Running behind reverse proxy gives wrong redirect URL

Question

Running behind reverse proxy gives wrong redirect URL

maaroen opened this issue 10 months ago · comments

I'm trying to run Fenrus on my kubernetes cluster, with using OIDC authentication from Keycloak. But the redirect url that is being configured is http, instead of https which gives me certificate issues.

I'm running it behind a reverse proxy which does SSL termination for me.

Could you tell me if there is a way to configure this setup, or what I'm doing wrong?

With kind regards,

Maaroen

Jeroen Nederlof · Answer 1 · Fri Oct 20 2023 18:51:19 GMT+0800 (China Standard Time)

The above image illustrates the issue, the Base URL I was able to manually edit from http to https, but the Redirect URL cannot be manually changed.

I think both Base URL and Redirect URL should have been using https, since I'm accessing Fenrus over a HTTPS url.

John Andrews · Answer 2 · Sat Oct 21 2023 04:12:13 GMT+0800 (China Standard Time)

that redirect URL is computed from the request the server is getting. its just a hint really.
You dont have to use this, it just helps you set what the auth service requries. Just change it to https when configuring your auth server.

pathwayx99 · Answer 3 · Thu Nov 02 2023 00:24:48 GMT+0800 (China Standard Time)

Mmm. Not quite. Something weird is going on. I have the same issue, same setup as OP.

If I change the redirect URI to https://fenrus.domain.com/signin-oidc, I get:

While if I keep the http://fenrus.domain.com/signin-oidc the authentication works, but authentik warns me the credentials are going over cleartext:

Any ideas?

Jeroen Nederlof · Answer 4 · Thu Nov 02 2023 01:34:42 GMT+0800 (China Standard Time)

Yes this is exactly what I'm running into aswell.

rswafford1980 · Answer 5 · Fri Nov 10 2023 22:45:07 GMT+0800 (China Standard Time)

agree. I tried to point this out several months ago and my issue was closed.

John Andrews · Answer 6 · Sat Nov 11 2023 04:55:08 GMT+0800 (China Standard Time)

like I said its computed. Its what the request comes through as, so if you setup your reverse proxy to go to the HTTP protocol, then it will see the request coming from HTTP and give that.

Theres 2 ports you can configure

3000 == http
4000 == https

my portainer for fenrus

my nginx proxy manager to fenrus

rswafford1980 · Answer 7 · Sat Nov 11 2023 10:49:22 GMT+0800 (China Standard Time)
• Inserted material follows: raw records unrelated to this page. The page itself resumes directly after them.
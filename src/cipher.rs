//! Symmetric encryption of opaque payloads with versioned keys.
//!
//! [`CipherService`] encrypts with AES-256-CBC and PKCS#7 padding under the key set's primary
//! key, drawing a fresh random IV for every call. Decryption resolves the key from the
//! envelope's own [`KeyMetadata`], so rotating the primary key never strands older records.
//!
//! CBC offers confidentiality only. A padding failure is the sole tamper signal at this layer;
//! typed payloads ([`EncryptedJson`]) add a schema decode on top, which catches most other
//! corruption.

pub mod envelope;
pub mod json;
pub mod key;

pub use envelope::*;
pub use json::*;
pub use key::*;

// crates.io
use aes::cipher::{BlockDecryptMut, BlockEncryptMut, KeyIvInit, block_padding::Pkcs7};
use rand::Rng;
// self
use crate::{_prelude::*, error::DecryptionError};

/// AES block size in bytes.
pub const BLOCK_LEN: usize = 16;

type Aes256CbcEnc = cbc::Encryptor<aes::Aes256>;
type Aes256CbcDec = cbc::Decryptor<aes::Aes256>;

/// Cipher bound to an immutable key set. Cheap to clone and safe to share across flows.
#[derive(Clone, Debug)]
pub struct CipherService {
	keys: Arc<CipherKeySet>,
}
impl CipherService {
	/// Creates a service over the provided key set.
	pub fn new(keys: CipherKeySet) -> Self {
		Self { keys: Arc::new(keys) }
	}

	/// Key set backing this service.
	pub fn keys(&self) -> &CipherKeySet {
		&self.keys
	}

	/// Returns a service whose primary key is `name`/`version`; other keys stay decryptable.
	pub fn rotate_primary(&self, name: &str, version: u32) -> Result<Self, KeySetError> {
		Ok(Self::new(self.keys.with_primary(name, version)?))
	}

	/// Encrypts `plaintext` with the primary key.
	pub fn encrypt(&self, plaintext: &[u8]) -> CipherEnvelope {
		encrypt_with(plaintext, self.keys.primary())
	}

	/// Decrypts an envelope using this service's key set.
	pub fn decrypt(&self, envelope: &CipherEnvelope) -> Result<Vec<u8>, DecryptionError> {
		decrypt_with(envelope, self.keys.as_ref())
	}
}

/// Encrypts `plaintext` under an explicit key.
pub fn encrypt_with(plaintext: &[u8], key: &CipherKey) -> CipherEnvelope {
	let mut iv = [0_u8; BLOCK_LEN];

	rand::rng().fill(&mut iv);

	let ciphertext = Aes256CbcEnc::new(&key.material().into(), &iv.into())
		.encrypt_padded_vec_mut::<Pkcs7>(plaintext);

	CipherEnvelope::new(&ciphertext, &iv, key.metadata().clone())
}

/// Decrypts an envelope with a key looked up through `resolver`.
pub fn decrypt_with(
	envelope: &CipherEnvelope,
	resolver: &dyn KeyResolver,
) -> Result<Vec<u8>, DecryptionError> {
	let metadata = &envelope.key_metadata;
	let key = resolver.resolve(metadata).ok_or_else(|| DecryptionError::UnknownKey {
		name: metadata.name.clone(),
		version: metadata.version,
	})?;
	let iv = envelope.iv()?;
	let iv = <[u8; BLOCK_LEN]>::try_from(iv.as_slice())
		.map_err(|_| DecryptionError::InvalidIv { len: iv.len() })?;
	let ciphertext = envelope.ciphertext()?;

	if ciphertext.is_empty() || ciphertext.len() % BLOCK_LEN != 0 {
		return Err(DecryptionError::CiphertextLength { len: ciphertext.len() });
	}

	Aes256CbcDec::new(&key.material().into(), &iv.into())
		.decrypt_padded_vec_mut::<Pkcs7>(&ciphertext)
		.map_err(|_| DecryptionError::Padding)
}

#[cfg(test)]
mod tests {
	// crates.io
	use base64::{Engine as _, engine::general_purpose::STANDARD};
	// self
	use super::*;

	fn service() -> CipherService {
		let v1 = CipherKey::new("general", 1, *b"testtesttesttesttesttesttesttest")
			.expect("Key fixture should build.");
		let v2 = CipherKey::new("general", 2, [42; KEY_LEN]).expect("Key fixture should build.");

		CipherService::new(
			CipherKeySet::new([v1, v2], ("general", 1)).expect("Key set fixture should build."),
		)
	}

	fn flip(encoded: &str, index: usize) -> String {
		let mut bytes = STANDARD.decode(encoded).expect("Fixture should be valid base64.");

		bytes[index] ^= 0x01;

		STANDARD.encode(bytes)
	}

	#[test]
	fn round_trips_arbitrary_payloads_bit_for_bit() {
		let cipher = service();
		let payloads: [&[u8]; 4] = [b"", b"a", &[0_u8; BLOCK_LEN], &[0xff; 1000]];

		for plaintext in payloads {
			let envelope = cipher.encrypt(plaintext);

			assert_eq!(cipher.decrypt(&envelope).expect("Round trip should succeed."), plaintext);
		}
	}

	#[test]
	fn fresh_iv_per_call() {
		let cipher = service();
		let a = cipher.encrypt(b"same plaintext");
		let b = cipher.encrypt(b"same plaintext");

		assert_ne!(a.key_params.iv, b.key_params.iv);
		assert_ne!(a.data, b.data);
	}

	#[test]
	fn rotation_keeps_old_records_readable() {
		let cipher = service();
		let old = cipher.encrypt(b"written under v1");
		let rotated = cipher.rotate_primary("general", 2).expect("Rotation should succeed.");
		let new = rotated.encrypt(b"written under v2");

		assert_eq!(new.key_metadata, KeyMetadata::new("general", 2));
		assert_eq!(rotated.decrypt(&old).expect("Old record should decrypt."), b"written under v1");
		assert_eq!(cipher.decrypt(&new).expect("New record should decrypt."), b"written under v2");
	}

	#[test]
	fn unknown_key_identity_is_rejected() {
		let cipher = service();
		let mut envelope = cipher.encrypt(b"secret");

		envelope.key_metadata.version = 9;

		assert!(matches!(
			cipher.decrypt(&envelope),
			Err(DecryptionError::UnknownKey { version: 9, .. })
		));

		envelope.key_metadata = KeyMetadata::new("other", 1);

		assert!(matches!(cipher.decrypt(&envelope), Err(DecryptionError::UnknownKey { .. })));
	}

	#[test]
	fn tampering_with_the_padding_block_is_rejected() {
		let cipher = service();
		// Single block: the IV's last byte masks the final padding byte.
		let mut single = cipher.encrypt(b"short");

		single.key_params.iv = flip(&single.key_params.iv, BLOCK_LEN - 1);

		assert!(matches!(cipher.decrypt(&single), Err(DecryptionError::Padding)));

		// Multiple blocks: the penultimate block masks the final padding byte.
		let mut multi = cipher.encrypt(&[7_u8; 40]);
		let len = multi.ciphertext().expect("Ciphertext should decode.").len();

		multi.data = flip(&multi.data, len - BLOCK_LEN - 1);

		assert!(matches!(cipher.decrypt(&multi), Err(DecryptionError::Padding)));
	}

	#[test]
	fn malformed_lengths_are_rejected() {
		let cipher = service();
		let mut truncated = cipher.encrypt(b"payload");
		let mut bytes = truncated.ciphertext().expect("Ciphertext should decode.");

		bytes.pop();
		truncated.data = STANDARD.encode(&bytes);

		assert!(matches!(
			cipher.decrypt(&truncated),
			Err(DecryptionError::CiphertextLength { len: 15 })
		));

		let mut short_iv = cipher.encrypt(b"payload");

		short_iv.key_params.iv = STANDARD.encode([0_u8; 8]);

		assert!(matches!(cipher.decrypt(&short_iv), Err(DecryptionError::InvalidIv { len: 8 })));

		let mut empty = cipher.encrypt(b"payload");

		empty.data = String::new();

		assert!(matches!(cipher.decrypt(&empty), Err(DecryptionError::CiphertextLength { len: 0 })));
	}
}
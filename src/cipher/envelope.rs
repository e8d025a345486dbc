//! Serialized ciphertext envelope: ciphertext, IV, and the identity of the key used.

// crates.io
use base64::{Engine as _, engine::general_purpose::STANDARD};
// self
use crate::{_prelude::*, cipher::KeyMetadata, error::DecryptionError};

/// Per-encryption parameters.
#[derive(Clone, Debug, PartialEq, Eq, Serialize, Deserialize)]
pub struct KeyParams {
	/// Base64 initialization vector.
	pub iv: String,
}

/// Ciphertext plus everything needed to pick the right key on decryption.
///
/// Wire shape:
/// `{"data":"<base64>","keyParams":{"iv":"<base64>"},"keyMetadata":{"name":"general","version":1}}`
#[derive(Clone, Debug, PartialEq, Eq, Serialize, Deserialize)]
#[serde(rename_all = "camelCase")]
pub struct CipherEnvelope {
	/// Base64 ciphertext.
	pub data: String,
	/// Encryption parameters.
	pub key_params: KeyParams,
	/// Identity of the encrypting key.
	pub key_metadata: KeyMetadata,
}
impl CipherEnvelope {
	pub(crate) fn new(ciphertext: &[u8], iv: &[u8], key_metadata: KeyMetadata) -> Self {
		Self {
			data: STANDARD.encode(ciphertext),
			key_params: KeyParams { iv: STANDARD.encode(iv) },
			key_metadata,
		}
	}

	/// Parses an envelope from its JSON representation.
	pub fn from_json(json: &str) -> Result<Self, DecryptionError> {
		serde_json::from_str(json).map_err(|source| DecryptionError::MalformedEnvelope { source })
	}

	/// Serializes the envelope to JSON.
	pub fn to_json(&self) -> String {
		// Only strings and integers; serialization cannot fail.
		serde_json::to_string(self).unwrap_or_default()
	}

	/// Decoded ciphertext bytes.
	pub fn ciphertext(&self) -> Result<Vec<u8>, DecryptionError> {
		STANDARD.decode(&self.data).map_err(|source| DecryptionError::Base64 { field: "data", source })
	}

	/// Decoded initialization vector.
	pub fn iv(&self) -> Result<Vec<u8>, DecryptionError> {
		STANDARD
			.decode(&self.key_params.iv)
			.map_err(|source| DecryptionError::Base64 { field: "keyParams.iv", source })
	}
}
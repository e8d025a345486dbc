//! Identity-domain identifiers, scope sets, and redacting secret wrappers.

pub mod id;
pub mod scope;
pub mod secret;

pub use id::*;
pub use scope::*;
pub use secret::*;
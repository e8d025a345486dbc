// self
use crate::{
	_prelude::*,
	auth::{ConfigId, Issuer, Secret},
	oauth::OAuth2Result,
};

/// `aud` claim, either a single string or an array.
#[derive(Clone, Debug, PartialEq, Eq, Serialize, Deserialize)]
#[serde(untagged)]
pub enum Audience {
	/// Single audience.
	Single(String),
	/// Multiple audiences.
	Multiple(Vec<String>),
}
impl Audience {
	/// Returns `true` when `client_id` is one of the audiences.
	pub fn contains(&self, client_id: &str) -> bool {
		match self {
			Audience::Single(aud) => aud == client_id,
			Audience::Multiple(auds) => auds.iter().any(|aud| aud == client_id),
		}
	}
}

/// Claims of a verified ID token.
#[derive(Clone, Debug, PartialEq, Serialize, Deserialize)]
pub struct IdTokenClaims {
	/// Issuer.
	pub iss: String,
	/// Subject, stable per user at the provider.
	pub sub: String,
	/// Audience.
	pub aud: Audience,
	/// Expiry (seconds since the epoch).
	pub exp: i64,
	/// Issue time (seconds since the epoch).
	#[serde(default)]
	pub iat: Option<i64>,
	/// Replay protection value echoed from the authorization request.
	#[serde(default)]
	pub nonce: Option<String>,
	/// Remaining claims (`email`, `name`, ...).
	#[serde(flatten)]
	pub extra: BTreeMap<String, serde_json::Value>,
}
impl IdTokenClaims {
	/// Returns a string claim from the non-standard set.
	pub fn string_claim(&self, name: &str) -> Option<&str> {
		self.extra.get(name).and_then(serde_json::Value::as_str)
	}

	/// `email` claim, when present.
	pub fn email(&self) -> Option<&str> {
		self.string_claim("email")
	}
}

/// Identity established by a completed login flow.
#[derive(Clone, Debug)]
pub struct VerifiedIdentity {
	/// Config that handled the login.
	pub config_id: ConfigId,
	/// Registered issuer.
	pub issuer: Issuer,
	/// Subject from the ID token.
	pub subject: String,
	/// All verified claims.
	pub claims: IdTokenClaims,
	/// The raw ID token.
	pub id_token: Secret,
	/// Token endpoint result that carried the ID token.
	pub token: OAuth2Result,
}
that does not work either. I mapped port 3001 to 4000, went to https://docker-ip:3001, and the page cannot be loaded. if I go to http://docker-ip:3000 it loads up with the initial config.

Jeroen Nederlof · Answer 8 · Sun Nov 12 2023 03:58:16 GMT+0800 (China Standard Time)

I just created a PR for @revenz to review in which I have solved this issue:
#211

For those who would like to test it already before revenz checks the PR, feel free to pull this image:
git.nederlof.dev/maaroen/fenrus:latest

Please let me know if someone tests if if they run into any issues, I'm personally able to use Fenrus now with Keycloak as oauth authentication, behind a HAproxy doing SSL offloading, and a nginx reverse proxy, being my kubernetes ingress controller.

John Andrews · Answer 9 · Sun Nov 12 2023 06:49:19 GMT+0800 (China Standard Time)

Another optoin is to set the enviromental variables

Name	Value
PORT	4000
PROTOCOL	https

I'm using it behind a reverse proxy, going through cloudflare, to nginx proxy manager, to fenrus, using googles oauth. without any additional changes. so there must be a simplier way, something that im just missing in the docs.

Jeroen Nederlof · Answer 10 · Sun Nov 12 2023 19:21:12 GMT+0800 (China Standard Time)

Hello @revenz,

But aren't you hosting your app in https mode then? because I see you also install the dotnet dev cert in the final container.

I would like to run the app in http mode, since complete Ssl termination is done in my loadbalancer, all traffic afterwards, continues on port 80, so the app doesn't have to run in https mode, it just needs to use the correct X-Forward-X headers to correctly generate urls like for Auth.